This Mel Hall homer is also cited by some as the beginning of Yankee broadcaster John Sterling's closing call of, "Ballgame over! Yankees win! Theeeeeeee Yankees win!" I'm not so sure. Granted, I was watching this one on WPIX-Channel 11 with Phil Rizzuto, Bobby Murcer and Tom Seaver, rather than listening to Sterling and Joe Angel on 77 WABC. But even as late as Jim Leyritz's 1995 Playoff walkoff against Seattle, his "Theeeeeeee... " was still just a "The... " without much elongation.
September 14, 1991, Yankee Stadium. This was my 1st live Yanks-Sox game, included among an attendance of 45,758. This was a 4-game series, and the Sox won 3 of them. Not this one: Yankees 3, Red Sox 1. And, yes, Sox fans were every bit as obnoxious as you might expect, especially since they were still in the race (they'd be caught at the death by those pesky Blue Jays) and the Yanks were awful, having just begun their climb back from the abyss of last place the season before.
December 15, 1992, Yankee Stadium. Having been allowed to leave via free agency by the Sox, Boggs signs with the Yankees. It was weird seeing him in Pinstripes, but I got used to it, because he could still hit for average, began to hit with power (taking advantage of the short porch in right field at Yankee Stadium), and his fielding, already good, got better.
September 21, 1996, Yankee Stadium. Cecil Fielder turns 33, and becomes the 5th, and the oldest, Yankee to hit a home run against the Red Sox on his birthday. Paul O'Neill also homers, and Tim Raines, better known for stealing bases than slugging, hits 2. The Yankees win a wild one, 12-11.

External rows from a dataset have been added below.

use crate::domain::model::DataTables;
use crate::domain::schema::TableSchema;
use crate::utils::error::Result;
use std::path::PathBuf;

/// Where the dashboard tables come from.
#[derive(Debug, Clone, PartialEq, Eq)]
pub enum DataSource {
    /// Built-in 2024 sales dataset.
    Embedded,
    /// Workbook file, CSV bundle archive or CSV directory on disk.
    Path(PathBuf),
    /// In-memory upload; the name's extension selects the format.
    Upload { name: String, bytes: Vec<u8> },
}

impl DataSource {
    pub fn display_name(&self) -> String {
        match self {
            DataSource::Embedded => "embedded dataset".to_string(),
            DataSource::Path(path) => path.display().to_string(),
            DataSource::Upload { name, .. } => name.clone(),
        }
    }
}

pub trait Storage {
    fn read_file(&self, path: &str) -> Result<Vec<u8>>;
    fn write_file(&self, path: &str, data: &[u8]) -> Result<()>;
    /// Location a relative path resolves to, for reporting.
    fn resolve(&self, path: &str) -> String;
}

pub trait ConfigProvider {
    fn source(&self) -> DataSource;
    fn output_path(&self) -> &str;
    fn output_formats(&self) -> Vec<String>;
    /// Archive file name when exports are zipped, `None` to write loose files.
    fn archive_name(&self) -> Option<String>;
    fn schema(&self) -> TableSchema;
    fn pareto_threshold(&self) -> f64;
}

pub trait Pipeline {
    type Report;

    fn extract(&mut self) -> Result<DataTables>;
    fn transform(&self, tables: DataTables) -> Result<Self::Report>;
    fn load(&self, report: &Self::Report) -> Result<String>;
}
use sales_dashboard::core::ConfigProvider;
use sales_dashboard::{
    DashboardEngine, DashboardError, DashboardPipeline, DashboardReport, LocalStorage, TomlConfig,
};
use std::io::Read;
use tempfile::TempDir;

fn config_for(output_path: &str, extra: &str) -> TomlConfig {
    let content = format!(
        r#"
[dashboard]
name = "integration"

[load]
output_path = "{}"
output_formats = ["json", "csv"]
{}
"#,
        output_path, extra
    );
    TomlConfig::from_toml_str(&content).unwrap()
}

type TomlEngine = DashboardEngine<DashboardPipeline<LocalStorage, TomlConfig>>;

fn engine_for(config: TomlConfig) -> TomlEngine {
    let storage = LocalStorage::new(config.output_path());
    DashboardEngine::new(DashboardPipeline::new(storage, config))
}

#[test]
fn test_end_to_end_embedded_dashboard_zip() -> anyhow::Result<()> {
    let temp_dir = TempDir::new()?;
    let output_path = temp_dir.path().to_str().unwrap().to_string();

    let mut engine = engine_for(config_for(&output_path, ""));
    let outcome = engine.run()?;

    assert!(outcome.output_path.ends_with("dashboard_output.zip"));
    let full_path = temp_dir.path().join("dashboard_output.zip");
    assert!(full_path.exists());

    let mut archive = zip::ZipArchive::new(std::fs::File::open(&full_path)?)?;
    let mut names: Vec<String> = archive.file_names().map(str::to_string).collect();
    names.sort();
    assert_eq!(
        names,
        vec![
            "bar.csv",
            "dashboard.json",
            "pareto.csv",
            "pie.csv",
            "reconciliation.csv",
            "regression.csv",
            "scatter.csv",
            "timeseries.csv",
        ]
    );

    let mut json = String::new();
    archive.by_name("dashboard.json")?.read_to_string(&mut json)?;
    let parsed: DashboardReport = serde_json::from_str(&json)?;
    assert_eq!(parsed.kpis.total, outcome.report.kpis.total);
    assert_eq!(parsed.equation, outcome.report.equation);
    assert_eq!(parsed.categories, vec!["제품 A", "제품 B", "제품 C"]);
    assert_eq!(parsed.pareto.threshold_index, Some(3));
    Ok(())
}

#[test]
fn test_loose_files_when_compression_disabled() -> anyhow::Result<()> {
    let temp_dir = TempDir::new()?;
    let output_path = temp_dir.path().to_str().unwrap().to_string();

    let config = config_for(&output_path, "\n[load.compression]\nenabled = false\n");
    let mut engine = engine_for(config);
    engine.run()?;

    assert!(temp_dir.path().join("dashboard.json").exists());
    assert!(temp_dir.path().join("pareto.csv").exists());
    assert!(!temp_dir.path().join("dashboard_output.zip").exists());
    Ok(())
}

#[test]
fn test_embedded_report_values() -> anyhow::Result<()> {
    let temp_dir = TempDir::new()?;
    let mut engine = engine_for(config_for(temp_dir.path().to_str().unwrap(), ""));
    let report = engine.build_report()?;

    // KPI cards
    assert_eq!(report.kpis.total, 12003.0);
    assert_eq!(report.kpis.max.period.label(), "2024-12");
    assert_eq!(report.kpis.max.total, 1150.0);
    assert_eq!(report.kpis.min.period.label(), "2024-01");
    assert_eq!(report.kpis.min.total, 885.0);
    assert!(report.bar.iter().all(|r| r.total <= report.kpis.max.total));
    assert!(report.bar.iter().all(|r| r.total >= report.kpis.min.total));

    // Product totals add up to the bar chart for every month
    assert!(report.reconciliation.all_balanced());
    assert_eq!(report.reconciliation.rows.len(), 12);

    // Pie slices are Q1 product totals
    let values: Vec<f64> = report.pie.iter().map(|s| s.value).collect();
    assert_eq!(values, vec![980.0, 908.0, 802.0]);
    let percent_sum: f64 = report.pie.iter().map(|s| s.percent).sum();
    assert!((percent_sum - 100.0).abs() < 1e-9);

    // Regression line passes through the centroid
    let n = report.scatter.len() as f64;
    let mean_x = report.scatter.iter().map(|p| p.x).sum::<f64>() / n;
    let mean_y = report.scatter.iter().map(|p| p.y).sum::<f64>() / n;
    assert!((report.regression.predict(mean_x) - mean_y).abs() < 1e-6);
    assert!(report.regression.slope > 0.0);
    assert!(report.equation.starts_with("y = "));

    // Pareto: descending, cumulative ends at 100, threshold at the fourth department
    let values: Vec<f64> = report.pareto.records.iter().map(|r| r.value).collect();
    assert!(values.windows(2).all(|w| w[0] >= w[1]));
    let last = report.pareto.records.last().unwrap();
    assert!((last.cumulative_percent - 100.0).abs() < 1e-9);
    assert_eq!(report.pareto.threshold_index, Some(3));
    assert_eq!(report.pareto.records[3].category, "영업부");
    assert_eq!(report.pareto.vital_few().len(), 4);
    Ok(())
}

#[test]
fn test_custom_threshold() -> anyhow::Result<()> {
    let temp_dir = TempDir::new()?;
    let config = config_for(
        temp_dir.path().to_str().unwrap(),
        "\n[analysis]\npareto_threshold = 50.0\n",
    );
    let report = engine_for(config).build_report()?;

    // 954 / 3122 = 30.6%, (954 + 923) / 3122 = 60.1%
    assert_eq!(report.pareto.threshold_index, Some(1));
    assert_eq!(report.pareto.threshold_percent, 50.0);
    Ok(())
}

#[test]
fn test_dry_run_writes_nothing() -> anyhow::Result<()> {
    let temp_dir = TempDir::new()?;
    let output_dir = temp_dir.path().join("out");
    let mut engine = engine_for(config_for(output_dir.to_str().unwrap(), ""));

    let tables = engine.dry_run()?;
    assert_eq!(tables.bar.len(), 12);
    assert_eq!(tables.pareto.len(), 5);
    assert!(!output_dir.join("dashboard_output.zip").exists());
    Ok(())
}

#[test]
fn test_missing_source_file_fails_run() {
    let temp_dir = TempDir::new().unwrap();
    let missing = temp_dir.path().join("nope.xlsx");
    let config = config_for(
        temp_dir.path().to_str().unwrap(),
        &format!(
            "\n[source]\ntype = \"file\"\npath = \"{}\"\n",
            missing.display()
        ),
    );

    let err = engine_for(config).run().unwrap_err();
    assert!(matches!(err, DashboardError::LoadError { .. }));
    assert!(!temp_dir.path().join("dashboard_output.zip").exists());
}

October 26, 1996, Yankee Stadium. The Yankees beat the Atlanta Braves 3-2, to win Game 6 and clinch the World Series, their 1st such win in 18 years. A moment in time by Red Sox standards, but interminable by ours.

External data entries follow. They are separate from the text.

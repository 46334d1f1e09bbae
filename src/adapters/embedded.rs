//! Built-in 2024 sales dataset, used when no file is supplied.

use crate::domain::model::{Cell, RawTable, RawWorkbook};
use crate::domain::schema::TableSchema;

pub const EMBEDDED_SOURCE_NAME: &str = "embedded dataset";

const PRODUCTS: [&str; 3] = ["제품 A", "제품 B", "제품 C"];

// (month, product A, product B, product C); the bar totals are the row sums.
const MONTHLY_SALES: [(u32, f64, f64, f64); 12] = [
    (1, 320.0, 300.0, 265.0),
    (2, 335.0, 310.0, 273.0),
    (3, 325.0, 298.0, 264.0),
    (4, 345.0, 315.0, 280.0),
    (5, 372.0, 340.0, 300.0),
    (6, 360.0, 330.0, 290.0),
    (7, 385.0, 350.0, 310.0),
    (8, 405.0, 370.0, 326.0),
    (9, 364.0, 332.0, 294.0),
    (10, 375.0, 342.0, 303.0),
    (11, 395.0, 360.0, 320.0),
    (12, 425.0, 385.0, 340.0),
];

const MONTHLY_COST_A: [f64; 12] = [
    210.0, 221.0, 214.0, 226.0, 243.0, 236.0, 251.0, 264.0, 238.0, 245.0, 258.0, 276.0,
];

const DEPARTMENT_SALES: [(&str, f64); 5] = [
    ("마케팅부", 923.0),
    ("영업부", 477.0),
    ("생산부", 954.0),
    ("인사부", 209.0),
    ("연구개발부", 559.0),
];

fn text(value: &str) -> Cell {
    Cell::Text(value.to_string())
}

fn month_label(month: u32) -> Cell {
    Cell::Text(format!("2024-{:02}", month))
}

/// The embedded tables, named after `schema` so they bind like any external source.
pub fn embedded_workbook(schema: &TableSchema) -> RawWorkbook {
    let mut bar = vec![vec![
        text(&schema.bar_period_column),
        text(&schema.bar_total_column),
    ]];
    let mut series = vec![std::iter::once(text(&schema.time_series_period_column))
        .chain(PRODUCTS.iter().map(|p| text(p)))
        .collect::<Vec<_>>()];
    let mut scatter = vec![vec![
        text(&schema.scatter_x_column),
        text(&schema.scatter_y_column),
    ]];

    for (&(month, a, b, c), &cost) in MONTHLY_SALES.iter().zip(MONTHLY_COST_A.iter()) {
        bar.push(vec![month_label(month), Cell::Number(a + b + c)]);
        series.push(vec![
            month_label(month),
            Cell::Number(a),
            Cell::Number(b),
            Cell::Number(c),
        ]);
        scatter.push(vec![Cell::Number(a), Cell::Number(cost)]);
    }

    // First quarter per product
    let mut pie = vec![vec![text("제품"), text("1분기 매출")]];
    for (index, product) in PRODUCTS.iter().enumerate() {
        let q1: f64 = MONTHLY_SALES[..3]
            .iter()
            .map(|&(_, a, b, c)| [a, b, c][index])
            .sum();
        pie.push(vec![text(product), Cell::Number(q1)]);
    }

    let mut pareto = vec![vec![
        text(&schema.pareto_category_column),
        text(&schema.pareto_value_column),
    ]];
    for (department, sales) in DEPARTMENT_SALES {
        pareto.push(vec![text(department), Cell::Number(sales)]);
    }

    RawWorkbook {
        source_name: EMBEDDED_SOURCE_NAME.to_string(),
        tables: vec![
            RawTable::from_grid(&schema.bar_table, bar),
            RawTable::from_grid(&schema.time_series_table, series),
            RawTable::from_grid(&schema.pie_table, pie),
            RawTable::from_grid(&schema.scatter_table, scatter),
            RawTable::from_grid(&schema.pareto_table, pareto),
        ],
    }
}
use crate::domain::model::ShareRecord;
use crate::utils::error::{DashboardError, Result};
use serde::{Deserialize, Serialize};

/// One donut slice.
#[derive(Debug, Clone, PartialEq, Serialize, Deserialize)]
pub struct ShareSlice {
    pub category: String,
    pub value: f64,
    pub percent: f64,
}

/// Percent of total per category, in input order. A zero total gives 0% slices.
pub fn share_slices(shares: &[ShareRecord]) -> Result<Vec<ShareSlice>> {
    if shares.is_empty() {
        return Err(DashboardError::empty("pie"));
    }
    let total: f64 = shares.iter().map(|s| s.value).sum();
    if !total.is_finite() {
        return Err(DashboardError::InvalidValueError {
            context: "pie".to_string(),
            message: "sum of values overflows double precision".to_string(),
        });
    }

    Ok(shares
        .iter()
        .map(|share| ShareSlice {
            category: share.category.clone(),
            value: share.value,
            percent: if total > 0.0 {
                share.value / total * 100.0
            } else {
                0.0
            },
        })
        .collect())
}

Boggs, who'd come so close with the 1986 Red Sox, got on a policeman's horse and rode around the field in the celebration. Rubbing it in? He may not have thought so, but we sure did.
As Denis Leary, a native of Worcester, Massachusetts, a big Sox fan, but also with connections to New York through his comedy career and his TV series
The Job and
Rescue Me (about policemen and firemen, respectively), put it: "If you had told my father in 1986 that, within 10 years, Wade Boggs would be celebrating winning a World Series with the Yankees while riding on the back of a police horse, his head would have blown up."
May 24, 1997, Yankee Stadium. Charlie Hayes is best remembered by Yankee Fans for catching the last out of the 1996 World Series. Almost forgotten is this game the following spring, in which he hit a walkoff homer against John Wasdin -- or "Wayback Wasdin," as some Sox fans called him. Yankees 4, Red Sox 2.
February 18, 1999, Yankee Stadium. Although the rivalry was amped up a little bit by the Yankees signing Boggs, Boggs riding that horse, and the arrivals in Boston of Pedro Martinez and Nomar Garciaparra -- the latter forging a rivalry-within-the-rivalry with Yankee shortstop Jeter -- and the Sox had made the Playoffs the season before, this is the day the rivalry really gets going again.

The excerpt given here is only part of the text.